My Amazing Teaching Moment:
Background: In class the first day, students completed an activity where they started with an equilateral triangle and by connecting the midpoints of the three sides of the triangle, they created a similar triangle with 4 smaller triangles inside the big one, 3 upwards facing and one downward facing. They continued this recursive pattern for 2 more levels, then analyzed the similarities and differences between the different stages of the process. They ultimately created Sierpienski triangles using this method. The lesson hoped to extend these fractal triangles to area and fractions by finding out what fraction of the area of the original triangle was occupied by one upward facing smallest triangle at each stage. My students did not make the connection so I created an assignment to help bridge between the book and what my students understood and needed to learn.
Amazing Teaching Moment: At the next class session, I started by giving the students dot paper to recreate the 1st three stages of the triangle, count the total number of small triangles that would fit in each stage, then they shaded in one of the new triangles and wrote a fraction to represent the area occupied by the small triangle at each stage, stage 1, stage 2, stage 3. Next, they worked in groups to determine the area of 1 of the smallest triangles at each stage if the area of the beginning triangle was changed along with finding the area of several triangles at the same stage. The lesson then extended into solving word problems like the one that follows: If the Stage 0 figure has an area of 8, what is the combined area of one of the smallest upward-pointing triangles at Stage 1, plus two of the smallest upward-pointing triangles at Stage 2, minusthree smallest upward-pointing triangles at stage 3?
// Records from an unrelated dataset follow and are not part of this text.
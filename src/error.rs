use thiserror::Error;

pub type PanelResult<T> = Result<T, PanelError>;

#[derive(Debug, Error)]
pub enum PanelError {
    #[error("invalid data: {0}")]
    InvalidData(String),

    #[error("field `{field}` has {actual} values, frame length is {expected}")]
    FieldLengthMismatch {
        field: String,
        expected: usize,
        actual: usize,
    },
}
use serde::{Deserialize, Serialize};
use serde_json::{Map, Value};

use crate::error::{PanelError, PanelResult};

/// Axis that carries time when the panel renders.
#[derive(Debug, Clone, Copy, PartialEq, Eq, Serialize, Deserialize, Default)]
pub enum TimeAxisOrientation {
    #[default]
    Horizontal,
    Vertical,
}

/// Direction in which time advances along a vertical time axis.
#[derive(Debug, Clone, Copy, PartialEq, Eq, Serialize, Deserialize, Default)]
pub enum TimeDirection {
    #[default]
    TopToBottom,
    BottomToTop,
}

/// Panel options read from the host, in the host's camelCase layout.
///
/// Only the axis flags are interpreted. Legend, tooltip, timezone and any
/// other host option is kept in `extra` so a decode/encode cycle is lossless.
#[derive(Debug, Clone, PartialEq, Default, Serialize, Deserialize)]
#[serde(rename_all = "camelCase")]
pub struct PanelOptions {
    #[serde(default)]
    pub vertical_time_axis: bool,
    /// Only meaningful while `vertical_time_axis` is set.
    #[serde(default)]
    pub invert_time_direction: bool,
    #[serde(flatten)]
    pub extra: Map<String, Value>,
}

impl PanelOptions {
    #[must_use]
    pub fn new() -> Self {
        Self::default()
    }

    #[must_use]
    pub fn with_vertical_time_axis(mut self, enabled: bool) -> Self {
        self.vertical_time_axis = enabled;
        self
    }

    #[must_use]
    pub fn with_invert_time_direction(mut self, enabled: bool) -> Self {
        self.invert_time_direction = enabled;
        self
    }

    #[must_use]
    pub fn time_axis_orientation(&self) -> TimeAxisOrientation {
        if self.vertical_time_axis {
            TimeAxisOrientation::Vertical
        } else {
            TimeAxisOrientation::Horizontal
        }
    }

    /// Whether series rows must be reversed before rendering.
    ///
    /// The inversion flag is ignored unless the time axis is vertical.
    #[must_use]
    pub fn inversion_enabled(&self) -> bool {
        self.vertical_time_axis && self.invert_time_direction
    }

    #[must_use]
    pub fn time_direction(&self) -> TimeDirection {
        if self.inversion_enabled() {
            TimeDirection::BottomToTop
        } else {
            TimeDirection::TopToBottom
        }
    }

    /// Serializes options to pretty JSON.
    pub fn to_json_pretty(&self) -> PanelResult<String> {
        serde_json::to_string_pretty(self)
            .map_err(|e| PanelError::InvalidData(format!("failed to serialize options: {e}")))
    }

    /// Deserializes options from JSON.
    pub fn from_json_str(input: &str) -> PanelResult<Self> {
        serde_json::from_str(input)
            .map_err(|e| PanelError::InvalidData(format!("failed to parse options: {e}")))
    }
}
It was amazing to see my students working through the process and then tackling the complicated word problems in the class assignment without giving up. I knew that they were building their bridges of understanding when they started correcting each others' errors and catching the late students up on what they had missed. Those that complained or missed the activity were told by other students that it looks hard, but it is actually pretty easy. They told their absent classmates that all you have to do is create a fraction using the given number of triangles for that stage divided by the total number of triangles in that stage times the original area, then add (or subtract) that with the calculation for the next stage of the triangle until you got to the end of the problem. After that, work the fraction calculations by hand, in your head, or with a calculator to find the final solution. They even related everything to the triangle activity that we had completed the prior day and showed them what we were talking about in the assignment. When we got to the end of the week assessment, a brief reminder was all they needed to get them ready for the assessment. They retained their knowledge and went on to continue building on it.
The following 5 Big Ideas are the end result of a brain-storming session where the 5 members of my STEM group each described their Amazing STEM lesson to the group and we analyzed the 5 lessons to determine what characteristics they all had in common. 5 Ideas For What Makes an Amazing STEM Lesson:
1.) Lessons that have the teacher as a facilitator open the door for students to guide their own learning and take the lesson in a direction that best serves students’ needs.
2.) Students learn best when they have confidence and support to explore or expand upon their learning. This is when teachers see the most “aha” moments.
3.) It’s important to motivate learners to think about how they can apply what they are learning and give students choices in meeting the learning objectives.
4.) All lessons used tools and/or technology as supplemental materials to increase student engagement and understanding.
5.) Lessons provided students with problems and allowed them to use creative outlets (drawings, cartoons, software, Socratic seminar, solar car) to take charge of their learning.